Nos últimos anos a ABL tem tentado mudar sua imagem: quer mostrar que o espaço é aberto a toda a população e que seus imortais estão ligados em novas ideias e tecnologias. Tanto que no ano passado, cinco deles ganharam e-readers em sorteio. Um pouco antes, em 2007, os acadêmicos subiram os morros do Cantagalo e do Pavão-Pavãozinho para tomar chá com as crianças da comunidade. Além disso, a ABL tem perfil no Facebook e no Twitter.

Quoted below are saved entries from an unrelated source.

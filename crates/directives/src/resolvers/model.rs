use std::sync::Arc;

use flagline_core::model::ModelCatalog;
use flagline_core::request::GenerationRequest;

use crate::ResolveError;
use crate::names;
use crate::resolver::Resolver;
use crate::scanner::Directive;

const NAMES: &[&str] = &["-model", "-m"];

/// `-model <name|alias>`.
///
/// An unknown value is not consumed: only the flag is trimmed and the word
/// stays in the prompt.
pub struct ModelResolver {
    catalog: Arc<ModelCatalog>,
}

impl ModelResolver {
    pub fn new(catalog: Arc<ModelCatalog>) -> Self {
        Self { catalog }
    }
}

impl Resolver for ModelResolver {
    fn name(&self) -> &str {
        "-model"
    }

    fn can_handle(&self, directive: &Directive) -> bool {
        names::matches_any(&directive.name, NAMES)
    }

    fn resolve(&self, request: &mut GenerationRequest, directive: &mut Directive) -> Result<(), ResolveError> {
        match self.catalog.find(&directive.value) {
            Some(model) => request.model = model.name.clone(),
            None => directive.has_value = false,
        }
        Ok(())
    }
}

#[cfg(test)]
mod tests {
    use super::*;
    use flagline_core::model::ModelInfo;
    use flagline_core::request::GenerationDefaults;

    fn resolver() -> ModelResolver {
        ModelResolver::new(Arc::new(
            ModelCatalog::new(vec![
                ModelInfo::new("gpt-4", &["gpt4"]),
                ModelInfo::new("gpt-3.5-turbo", &["chatgpt", "gpt-3", "gpt3", "turbo"]),
            ])
            .unwrap(),
        ))
    }

    #[test]
    fn handles_both_spellings() {
        let r = resolver();
        assert!(r.can_handle(&Directive::new("-model", "x")));
        assert!(r.can_handle(&Directive::new("-M", "x")));
        assert!(!r.can_handle(&Directive::new("-models", "x")));
    }

    #[test]
    fn alias_sets_canonical_model() {
        let mut req = GenerationRequest::from_defaults(&GenerationDefaults::default(), "");
        let mut d = Directive::new("-m", "ChatGPT");
        resolver().resolve(&mut req, &mut d).unwrap();
        assert_eq!(req.model, "gpt-3.5-turbo");
        assert!(d.has_value);
    }

    #[test]
    fn unknown_model_keeps_value_in_prompt() {
        let mut req = GenerationRequest::from_defaults(&GenerationDefaults::default(), "");
        let before = req.model.clone();
        let mut d = Directive::new("-model", "bogus");
        resolver().resolve(&mut req, &mut d).unwrap();
        assert_eq!(req.model, before);
        assert!(!d.has_value);
    }
}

Ana Maria considera a ABL um grande, e atuante, centro cultural e quer continuar no caminho da abertura, mas com algumas mudanças. "Minha gestão vai coincidir com o momento em que as UPPs (Unidade de Polícia Pacificadora) serão implantadas e tenho muita vontade de ver se a gente desenvolve parcerias para ajudar a fazer com que a literatura brasileira esteja mais presente em áreas que não tiveram esse contato antes, mas isso não significa ir tomar chá na favela", diz. "Eu quero fazer um trabalho de formação de mediadores de leitura e contribuir para o aumento do número de novos leitores."

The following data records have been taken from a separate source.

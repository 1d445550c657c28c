//! Inline directive resolution: turns `-flag value` text embedded in chat
//! prompts into a resolved generation request.
//!
//! Users steer the bot from inside the message itself:
//!
//! ```text
//! -model gpt-4 -temperature 0.2 -context "You review Rust code." how does this look?
//! ```
//!
//! # Architecture
//!
//! ```text
//! ┌──────────────┐    ┌──────────────┐    ┌──────────────┐
//! │   Scanner    │───▶│   Resolver   │───▶│   Trimmer    │
//! │ (first -flag)│    │   Registry   │    │ (strip text) │
//! └──────────────┘    └──────────────┘    └──────────────┘
//!        ▲                                       │
//!        └──────────── repeat until halt ────────┘
//! ```
//!
//! [`DirectiveEngine`] runs that loop over every visible turn of a thread
//! (history first, discovery only) and then the current turn, derives the
//! carried context, and assembles the outbound message list.
//!
//! Scanning stops at the first directive nothing can handle. Everything from
//! that point on reaches the model verbatim.

pub mod alias;
pub mod engine;
pub mod names;
pub mod pass;
pub mod resolver;
pub mod resolvers;
pub mod scanner;
pub mod tool_matcher;
pub mod trimmer;

pub use alias::ModelAliasResolver;
pub use engine::{Completion, DirectiveEngine, EngineSettings, ResolvedRequest};
pub use pass::{MAX_DIRECTIVES_PER_TEXT, PassOutcome, resolve_directives};
pub use resolver::{Resolver, ResolverRegistry};
pub use scanner::{Directive, scan};
pub use tool_matcher::ToolMatcher;

use flagline_core::error::CommandStoreError;
use serde::{Deserialize, Serialize};

/// Why a resolution pass stopped consuming directives.
///
/// Every variant halts scanning of the current text. The variants stay
/// distinct so callers can tell an unknown flag from a bad value.
#[derive(Debug, Clone, PartialEq, thiserror::Error)]
pub enum ResolveError {
    #[error("unrecognized directive '{name}'")]
    UnrecognizedDirective { name: String },

    /// A resolver rejected its value outright. The numeric parameters never
    /// raise this; they leave the field unchanged instead.
    #[error("malformed value '{value}' for '{name}': {reason}")]
    MalformedValue { name: String, value: String, reason: String },

    #[error("command lookup for '{name}' failed: {source}")]
    CommandStore {
        name: String,
        #[source]
        source: CommandStoreError,
    },

    #[error("resolved directive '{name}' not found in prompt text")]
    TrimMiss { name: String },

    #[error("more than {limit} directives in one text")]
    DirectiveLimit { limit: usize },
}

impl ResolveError {
    pub fn kind(&self) -> DiagnosticKind {
        match self {
            ResolveError::UnrecognizedDirective { .. } => DiagnosticKind::UnrecognizedDirective,
            ResolveError::MalformedValue { .. } => DiagnosticKind::MalformedValue,
            ResolveError::CommandStore { .. } => DiagnosticKind::CommandStore,
            ResolveError::TrimMiss { .. } => DiagnosticKind::TrimMiss,
            ResolveError::DirectiveLimit { .. } => DiagnosticKind::DirectiveLimit,
        }
    }
}

#[derive(Debug, Clone, Copy, PartialEq, Eq, Serialize, Deserialize)]
#[serde(rename_all = "snake_case")]
pub enum DiagnosticKind {
    UnrecognizedDirective,
    MalformedValue,
    CommandStore,
    TrimMiss,
    DirectiveLimit,
    ToolCatalog,
}

/// A non-fatal event recorded while resolving a conversation.
#[derive(Debug, Clone, PartialEq, Serialize, Deserialize)]
pub struct Diagnostic {
    /// Index into the supplied turns; `None` for request-level events
    #[serde(default, skip_serializing_if = "Option::is_none")]
    pub turn: Option<usize>,
    pub kind: DiagnosticKind,
    pub message: String,
}

impl Diagnostic {
    pub fn for_turn(turn: usize, error: &ResolveError) -> Self {
        Self {
            turn: Some(turn),
            kind: error.kind(),
            message: error.to_string(),
        }
    }
}

#[cfg(test)]
mod tests {
    use super::*;

    #[test]
    fn halt_kinds_are_distinguishable() {
        let unknown = ResolveError::UnrecognizedDirective { name: "-bogus".into() };
        let malformed = ResolveError::MalformedValue {
            name: "-t".into(),
            value: "1-2".into(),
            reason: "invalid float literal".into(),
        };
        assert_ne!(unknown.kind(), malformed.kind());
        assert!(malformed.to_string().contains("1-2"));
    }

    #[test]
    fn diagnostic_serializes_kind_snake_case() {
        let d = Diagnostic::for_turn(2, &ResolveError::UnrecognizedDirective { name: "-x".into() });
        let json = serde_json::to_value(&d).unwrap();
        assert_eq!(json["kind"], "unrecognized_directive");
        assert_eq!(json["turn"], 2);
    }
}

Ela conta que a diretoria ainda vai estudar todas as possibilidades de fazer uma gestão mais social, mas já diz que uma das ideias é usar algum imóvel herdado de seus membros como ponto de partida. "Temos a intenção de colaborar ao máximo com a implantação de centros culturais e de pontos de leitura, inclusive com a possibilidade de usar algum imóvel." Entretanto, diz que esta não é exatamente uma promessa, já que não há nada concreto.

O fato dela ser uma reconhecida autora de livros infantis e juvenis não vai mudar o andamento das atividades da ABL. "Não misturo os canais. Esta não é uma academia com adjetivo. O único adjetivo ali é o nacional", diz. Ela garante que o gênero já é coberto em debates e que crianças são sempre bem-vindas - mais de 5 mil estudantes foram lá este ano. Eles são recebidos por atores vestidos com roupa de época, que contam a história da Academia e dos acadêmicos. A presidente diz, no entanto, que é difícil ir além. "Não é possível fazer mais do que isso. Você não tem espaço nem tempo porque são duas sessões por dia às segundas, quartas e sextas-feiras."

Para conciliar a nova função ao trabalho de escritora, o único remédio é acordar mais cedo e esticar o dia, diz Ana Maria Machado, que completa 70 anos em 24 de dezembro, e que entrou pela primeira vez na ABL, ainda estudante, na companhia de Manuel Bandeira.